Of course, the Mallam-Kasoa portion of the road, would have gone the auto-bahn way, with three-lane dual-carriage show-piece providing facilities for smooth and comfortable rides for motorists.
But, nothing has changed.
It will be recalled that when President J. A. Kufuor came into office, he lined up chiefs and people of the Central Region and told them, amidst cheers, that work on the road was to start within a matter of days—May 2001, to be exact.
That promise is now two years old, after being renewed several times over, any time the President is forced by pressing circumstances to tell people of the region “something” to buy time.
The problem with President Kufuor is his habit of counting his chicken long, long before they are hatched, if even they will ever be and the tendency to put the cart before the horse, in diplomatic arrangements.
In the case of the Mallam-Yamoransa Road project, for example, all was set for work to begin by February 2001, when a “stop work” order was given by President Kufuor, with his sole decision to send Ghana into the HIPC economic prison.
Of course, the Japanese Government, which was to finance the project under a loan’s agreement, responded, positively, to the order, whilst top officials of the NPP Government, in ignorance, maintained that the HIPC “policy” won’t affect the implementation of the project. It did.
Senior Minister J. H. Mensah and Finance Minister Yaw Osafo Maafo flew to Japan, where they claimed they received assurances that the project would be resumed. Nothing happened.
A year later, President Kufuor, in one of his travels, branched off to Tokyo, where he held “fresh discussions” on the same project.
Agreements were duly signed for the Japanese to finance the project on “charity”.
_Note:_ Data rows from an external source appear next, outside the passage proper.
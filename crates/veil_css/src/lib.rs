//! Whitelist CSS filter
//!
//! Re-parses an untrusted stylesheet and writes out only the constructs that are known to be
//! harmless: whitelisted properties with values matching their grammar, selectors made of known
//! elements and pseudo-classes, `@media`/`@page` blocks and `@import` rules whose target the
//! caller's [`callback::UriCallback`] accepts. Everything else is dropped silently.
use std::fmt;

use log::debug;
use veil_shared::encoding::{decode, guess_encoding};

use crate::callback::UriCallback;
use crate::config::FilterConfig;
use crate::errors::FilterResult;
use crate::tokenizer::CssTokenizer;

pub mod callback;
pub mod charset;
pub mod colors;
pub mod config;
pub mod errors;
pub mod grammar;
pub mod lexer;
pub mod registry;
pub mod selector;
pub mod tokenizer;
pub mod values;
pub mod verifier;
pub mod whitelist;

pub struct CssFilter<'a> {
    /// The filter configuration as given
    config: FilterConfig,
    /// Policy for every address found in the sheet
    callback: &'a dyn UriCallback,
}

impl<'a> CssFilter<'a> {
    #[must_use]
    pub fn new(config: FilterConfig, callback: &'a dyn UriCallback) -> Self {
        Self { config, callback }
    }

    #[must_use]
    pub fn config(&self) -> &FilterConfig {
        &self.config
    }

    /// Filters a decoded stylesheet
    pub fn filter_str(&self, input: &str) -> FilterResult<String> {
        let mut out = String::with_capacity(input.len());
        self.filter_to(input, &mut out)?;
        Ok(out)
    }

    /// Filters a decoded stylesheet into the given writer
    pub fn filter_to<W: fmt::Write>(&self, input: &str, out: &mut W) -> FilterResult<()> {
        CssTokenizer::new(input, out, &self.config, self.callback).run()?;
        Ok(())
    }

    /// Filters a stylesheet that has not been decoded yet. The charset is taken from the
    /// configuration, then the byte order mark or `@charset` rule, and guessed from the
    /// content as a last resort.
    pub fn filter_bytes(&self, buf: &[u8]) -> FilterResult<String> {
        let charset = match &self.config.charset {
            Some(charset) => charset.clone(),
            None => charset::detect_charset(buf).unwrap_or_else(|| {
                let guess = guess_encoding(buf).name().to_string();
                debug!("no charset information, guessed {guess}");
                guess
            }),
        };

        let text = decode(buf, &charset)?;
        let config = self.config.clone().with_charset(&charset);
        let mut out = String::with_capacity(text.len());
        CssTokenizer::new(&text, &mut out, &config, self.callback).run()?;
        Ok(out)
    }
}

#[cfg(test)]
mod tests {
    use super::*;
    use crate::callback::RelativeUriCallback;
    use crate::errors::FilterError;

    #[test]
    fn filter_str_and_to() {
        let callback = RelativeUriCallback::new();
        let filter = CssFilter::new(FilterConfig::default(), &callback);
        assert_eq!(filter.filter_str("h1 { color: red }").unwrap(), "h1 { color: red }");

        let mut out = String::from("/* sanitized */\n");
        filter.filter_to("p { bogus: 1 }", &mut out).unwrap();
        assert_eq!(out, "/* sanitized */\np { }");
    }

    #[test]
    fn bytes_are_decoded_by_declared_charset() {
        let callback = RelativeUriCallback::new();
        let filter = CssFilter::new(FilterConfig::default(), &callback);

        let css = b"@charset \"iso-8859-1\"; p { font-family: \"Caf\xE9\" }";
        assert_eq!(
            filter.filter_bytes(css).unwrap(),
            "@charset \"iso-8859-1\"; p { font-family: \"Caf\u{e9}\" }"
        );
    }

    #[test]
    fn bytes_with_bom() {
        let callback = RelativeUriCallback::new();
        let filter = CssFilter::new(FilterConfig::default(), &callback);
        assert_eq!(
            filter.filter_bytes(b"\xEF\xBB\xBFp { color: red }").unwrap(),
            "p { color: red }"
        );
        assert!(matches!(
            filter.filter_bytes(b"\xFF\xFE\0\0p\0\0\0"),
            Err(FilterError::UnsupportedCharset(_))
        ));
    }

    #[test]
    fn configured_charset_must_match_declaration() {
        let callback = RelativeUriCallback::new();
        let filter = CssFilter::new(FilterConfig::default().with_charset("utf-8"), &callback);
        assert!(matches!(
            filter.filter_bytes(b"@charset \"iso-8859-1\"; p {}"),
            Err(FilterError::CharsetMismatch { .. })
        ));
    }
}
The President returned home, full of hope. A section of the media hailed the mere agreement as “greatest success” to justify the holiday trip. However, the sober-minded considered the pact as a normal diplomatic promise.
Now, the realists have since been proved right. For nothing has happened on the road, apart from the voluntary ceiling of pot-holes, undertaken by little “enterprising” boys.
And despite the last promise made at the presidential press conference that work was to start soon, the soon has grown to be an elastic one. It may even not come this year.
What a ruse…without faulting the Japanese. For their interpretation of a “Grant” is faultless. It is Kufuor’s, which means almost the opposite.
Meanwhile, many Ghanaians, who watched President Kufuor last week appealing to the outgoing Spanish Ambassador to plead with his Government to release a loan, promised almost 24 months ago, might have felt rather embarrassed.
For although the President was being frank with his guest, one could easily detect the force of frustration which drove him into making the undiplomatic disclosure.
Indeed, until that function, many had thought that the Spanish “money” had come in, a few days after the President’s return home. The disclosure took many by surprise.
But there is a lesson to be learnt from these apparent cases of disappointment.
The President must now weigh his words and put a measure to his promises. For, it is he who causes the embarrassment to himself, by his tendency to campaign for honours, based on his expectations — and awarding himself pass marks before even facing the examiner. The wishful-thinking must stop!